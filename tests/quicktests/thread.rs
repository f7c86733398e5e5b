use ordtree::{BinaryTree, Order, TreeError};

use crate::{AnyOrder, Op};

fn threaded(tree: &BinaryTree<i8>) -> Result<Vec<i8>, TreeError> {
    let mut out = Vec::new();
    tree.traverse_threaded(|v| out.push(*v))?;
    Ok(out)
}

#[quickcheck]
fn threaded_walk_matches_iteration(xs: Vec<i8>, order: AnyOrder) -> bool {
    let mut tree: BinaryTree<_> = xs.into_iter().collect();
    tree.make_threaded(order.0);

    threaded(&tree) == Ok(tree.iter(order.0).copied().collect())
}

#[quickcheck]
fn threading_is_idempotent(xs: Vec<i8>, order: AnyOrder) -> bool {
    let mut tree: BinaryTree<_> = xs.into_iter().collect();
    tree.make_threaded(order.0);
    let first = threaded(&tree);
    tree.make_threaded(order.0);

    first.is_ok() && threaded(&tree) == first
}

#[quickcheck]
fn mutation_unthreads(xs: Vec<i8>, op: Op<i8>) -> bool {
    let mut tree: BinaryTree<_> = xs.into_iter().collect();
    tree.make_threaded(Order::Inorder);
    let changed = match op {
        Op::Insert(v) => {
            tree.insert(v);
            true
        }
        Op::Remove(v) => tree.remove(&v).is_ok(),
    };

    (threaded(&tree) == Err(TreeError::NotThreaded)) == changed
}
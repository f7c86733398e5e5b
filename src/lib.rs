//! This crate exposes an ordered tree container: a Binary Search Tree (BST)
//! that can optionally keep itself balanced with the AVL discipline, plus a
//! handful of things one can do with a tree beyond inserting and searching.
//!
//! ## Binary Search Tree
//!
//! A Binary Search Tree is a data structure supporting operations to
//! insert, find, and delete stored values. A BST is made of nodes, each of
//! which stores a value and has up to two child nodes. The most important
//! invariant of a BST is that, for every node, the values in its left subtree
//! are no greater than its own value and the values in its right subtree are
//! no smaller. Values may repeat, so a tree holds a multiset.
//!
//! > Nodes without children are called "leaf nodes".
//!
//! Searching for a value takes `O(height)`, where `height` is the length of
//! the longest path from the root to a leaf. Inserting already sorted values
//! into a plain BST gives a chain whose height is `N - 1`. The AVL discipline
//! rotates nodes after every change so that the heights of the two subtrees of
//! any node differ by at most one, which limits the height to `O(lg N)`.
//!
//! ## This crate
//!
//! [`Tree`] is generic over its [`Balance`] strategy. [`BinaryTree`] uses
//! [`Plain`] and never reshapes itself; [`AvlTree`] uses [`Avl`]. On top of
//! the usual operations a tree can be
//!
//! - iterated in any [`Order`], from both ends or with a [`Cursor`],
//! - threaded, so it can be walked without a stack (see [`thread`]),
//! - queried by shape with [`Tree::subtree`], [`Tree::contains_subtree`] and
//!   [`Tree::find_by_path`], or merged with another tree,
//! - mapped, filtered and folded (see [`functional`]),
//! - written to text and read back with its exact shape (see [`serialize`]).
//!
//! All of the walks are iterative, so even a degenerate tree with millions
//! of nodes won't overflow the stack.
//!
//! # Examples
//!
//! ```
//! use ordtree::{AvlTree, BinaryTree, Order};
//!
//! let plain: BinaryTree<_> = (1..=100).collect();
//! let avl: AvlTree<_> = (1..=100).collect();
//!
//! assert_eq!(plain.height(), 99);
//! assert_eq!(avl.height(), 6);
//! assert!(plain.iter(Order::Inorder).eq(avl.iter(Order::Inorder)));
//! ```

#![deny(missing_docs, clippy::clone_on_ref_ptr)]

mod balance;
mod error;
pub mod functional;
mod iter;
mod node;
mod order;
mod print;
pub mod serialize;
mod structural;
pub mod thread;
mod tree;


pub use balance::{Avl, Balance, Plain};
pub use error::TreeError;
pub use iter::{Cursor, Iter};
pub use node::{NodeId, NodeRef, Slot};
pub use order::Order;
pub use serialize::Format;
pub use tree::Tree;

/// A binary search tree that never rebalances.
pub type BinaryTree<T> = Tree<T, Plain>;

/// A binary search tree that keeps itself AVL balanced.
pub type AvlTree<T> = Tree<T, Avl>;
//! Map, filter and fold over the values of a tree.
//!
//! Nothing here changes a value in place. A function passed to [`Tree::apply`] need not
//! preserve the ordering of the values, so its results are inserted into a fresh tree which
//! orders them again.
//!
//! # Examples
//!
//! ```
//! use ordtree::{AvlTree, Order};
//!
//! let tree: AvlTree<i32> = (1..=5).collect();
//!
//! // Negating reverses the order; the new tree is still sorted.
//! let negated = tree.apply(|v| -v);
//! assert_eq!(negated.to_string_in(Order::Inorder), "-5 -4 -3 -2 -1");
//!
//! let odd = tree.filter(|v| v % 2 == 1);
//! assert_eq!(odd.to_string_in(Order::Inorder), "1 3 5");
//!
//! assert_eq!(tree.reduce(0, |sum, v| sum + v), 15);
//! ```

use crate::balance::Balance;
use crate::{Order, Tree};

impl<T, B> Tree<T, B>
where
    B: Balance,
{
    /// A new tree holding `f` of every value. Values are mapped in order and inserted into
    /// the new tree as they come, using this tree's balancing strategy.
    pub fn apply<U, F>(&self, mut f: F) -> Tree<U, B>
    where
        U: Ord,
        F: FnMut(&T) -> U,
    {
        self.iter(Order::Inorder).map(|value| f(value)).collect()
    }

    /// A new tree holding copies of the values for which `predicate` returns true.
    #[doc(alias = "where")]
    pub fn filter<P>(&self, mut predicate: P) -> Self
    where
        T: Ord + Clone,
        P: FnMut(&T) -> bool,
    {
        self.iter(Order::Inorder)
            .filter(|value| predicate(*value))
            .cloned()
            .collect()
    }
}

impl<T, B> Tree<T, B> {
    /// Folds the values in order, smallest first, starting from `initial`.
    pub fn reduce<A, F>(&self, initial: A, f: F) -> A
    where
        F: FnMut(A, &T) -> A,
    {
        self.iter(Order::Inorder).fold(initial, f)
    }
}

++++

> _Goal of the exercise_:
Return the data exactly, every line included.

> _Expected answer_:
filename tests/quicktests/thread.rs
repository f7c86733398e5e5b
use ordtree::{BinaryTree, Order, TreeError};

use crate::{AnyOrder, Op};

fn threaded(tree: &BinaryTree<i8>) -> Result<Vec<i8>, TreeError> {
    let mut out = Vec::new();
    tree.traverse_threaded(|v| out.push(*v))?;
    Ok(out)
}

#[quickcheck]
fn threaded_walk_matches_iteration(xs: Vec<i8>, order: AnyOrder) -> bool {
    let mut tree: BinaryTree<_> = xs.into_iter().collect();
    tree.make_threaded(order.0);

    threaded(&tree) == Ok(tree.iter(order.0).copied().collect())
}

#[quickcheck]
fn threading_is_idempotent(xs: Vec<i8>, order: AnyOrder) -> bool {
    let mut tree: BinaryTree<_> = xs.into_iter().collect();
    tree.make_threaded(order.0);
    let first = threaded(&tree);
    tree.make_threaded(order.0);

    first.is_ok() && threaded(&tree) == first
}

#[quickcheck]
fn mutation_unthreads(xs: Vec<i8>, op: Op<i8>) -> bool {
    let mut tree: BinaryTree<_> = xs.into_iter().collect();
    tree.make_threaded(Order::Inorder);
    let changed = match op {
        Op::Insert(v) => {
            tree.insert(v);
            true
        }
        Op::Remove(v) => tree.remove(&v).is_ok(),
    };

    (threaded(&tree) == Err(TreeError::NotThreaded)) == changed
}
repository f7c86733398e5e5b
filename src/lib.rs
//! This crate exposes an ordered tree container: a Binary Search Tree (BST)
//! that can optionally keep itself balanced with the AVL discipline, plus a
//! handful of things one can do with a tree beyond inserting and searching.
//!
//! ## Binary Search Tree
//!
//! A Binary Search Tree is a data structure supporting operations to
//! insert, find, and delete stored values. A BST is made of nodes, each of
//! which stores a value and has up to two child nodes. The most important
//! invariant of a BST is that, for every node, the values in its left subtree
//! are no greater than its own value and the values in its right subtree are
//! no smaller. Values may repeat, so a tree holds a multiset.
//!
//! > Nodes without children are called "leaf nodes".
//!
//! Searching for a value takes `O(height)`, where `height` is the length of
//! the longest path from the root to a leaf. Inserting already sorted values
//! into a plain BST gives a chain whose height is `N - 1`. The AVL discipline
//! rotates nodes after every change so that the heights of the two subtrees of
//! any node differ by at most one, which limits the height to `O(lg N)`.
//!
//! ## This crate
//!
//! [`Tree`] is generic over its [`Balance`] strategy. [`BinaryTree`] uses
//! [`Plain`] and never reshapes itself; [`AvlTree`] uses [`Avl`]. On top of
//! the usual operations a tree can be
//!
//! - iterated in any [`Order`], from both ends or with a [`Cursor`],
//! - threaded, so it can be walked without a stack (see [`thread`]),
//! - queried by shape with [`Tree::subtree`], [`Tree::contains_subtree`] and
//!   [`Tree::find_by_path`], or merged with another tree,
//! - mapped, filtered and folded (see [`functional`]),
//! - written to text and read back with its exact shape (see [`serialize`]).
//!
//! All of the walks are iterative, so even a degenerate tree with millions
//! of nodes won't overflow the stack.
//!
//! # Examples
//!
//! ```
//! use ordtree::{AvlTree, BinaryTree, Order};
//!
//! let plain: BinaryTree<_> = (1..=100).collect();
//! let avl: AvlTree<_> = (1..=100).collect();
//!
//! assert_eq!(plain.height(), 99);
//! assert_eq!(avl.height(), 6);
//! assert!(plain.iter(Order::Inorder).eq(avl.iter(Order::Inorder)));
//! ```

#![deny(missing_docs, clippy::clone_on_ref_ptr)]

mod balance;
mod error;
pub mod functional;
mod iter;
mod node;
mod order;
mod print;
pub mod serialize;
mod structural;
pub mod thread;
mod tree;


pub use balance::{Avl, Balance, Plain};
pub use error::TreeError;
pub use iter::{Cursor, Iter};
pub use node::{NodeId, NodeRef, Slot};
pub use order::Order;
pub use serialize::Format;
pub use tree::Tree;

/// A binary search tree that never rebalances.
pub type BinaryTree<T> = Tree<T, Plain>;

/// A binary search tree that keeps itself AVL balanced.
pub type AvlTree<T> = Tree<T, Avl>;
//! Map, filter and fold over the values of a tree.
//!
//! Nothing here changes a value in place. A function passed to [`Tree::apply`] need not
//! preserve the ordering of the values, so its results are inserted into a fresh tree which
//! orders them again.
//!
//! # Examples
//!
//! ```
//! use ordtree::{AvlTree, Order};
//!
//! let tree: AvlTree<i32> = (1..=5).collect();
//!
//! // Negating reverses the order; the new tree is still sorted.
//! let negated = tree.apply(|v| -v);
//! assert_eq!(negated.to_string_in(Order::Inorder), "-5 -4 -3 -2 -1");
//!
//! let odd = tree.filter(|v| v % 2 == 1);
//! assert_eq!(odd.to_string_in(Order::Inorder), "1 3 5");
//!
//! assert_eq!(tree.reduce(0, |sum, v| sum + v), 15);
//! ```

use crate::balance::Balance;
use crate::{Order, Tree};

impl<T, B> Tree<T, B>
where
    B: Balance,
{
    /// A new tree holding `f` of every value. Values are mapped in order and inserted into
    /// the new tree as they come, using this tree's balancing strategy.
    pub fn apply<U, F>(&self, mut f: F) -> Tree<U, B>
    where
        U: Ord,
        F: FnMut(&T) -> U,
    {
        self.iter(Order::Inorder).map(|value| f(value)).collect()
    }

    /// A new tree holding copies of the values for which `predicate` returns true.
    #[doc(alias = "where")]
    pub fn filter<P>(&self, mut predicate: P) -> Self
    where
        T: Ord + Clone,
        P: FnMut(&T) -> bool,
    {
        self.iter(Order::Inorder)
            .filter(|value| predicate(*value))
            .cloned()
            .collect()
    }
}

impl<T, B> Tree<T, B> {
    /// Folds the values in order, smallest first, starting from `initial`.
    pub fn reduce<A, F>(&self, initial: A, f: F) -> A
    where
        F: FnMut(A, &T) -> A,
    {
        self.iter(Order::Inorder).fold(initial, f)
    }
}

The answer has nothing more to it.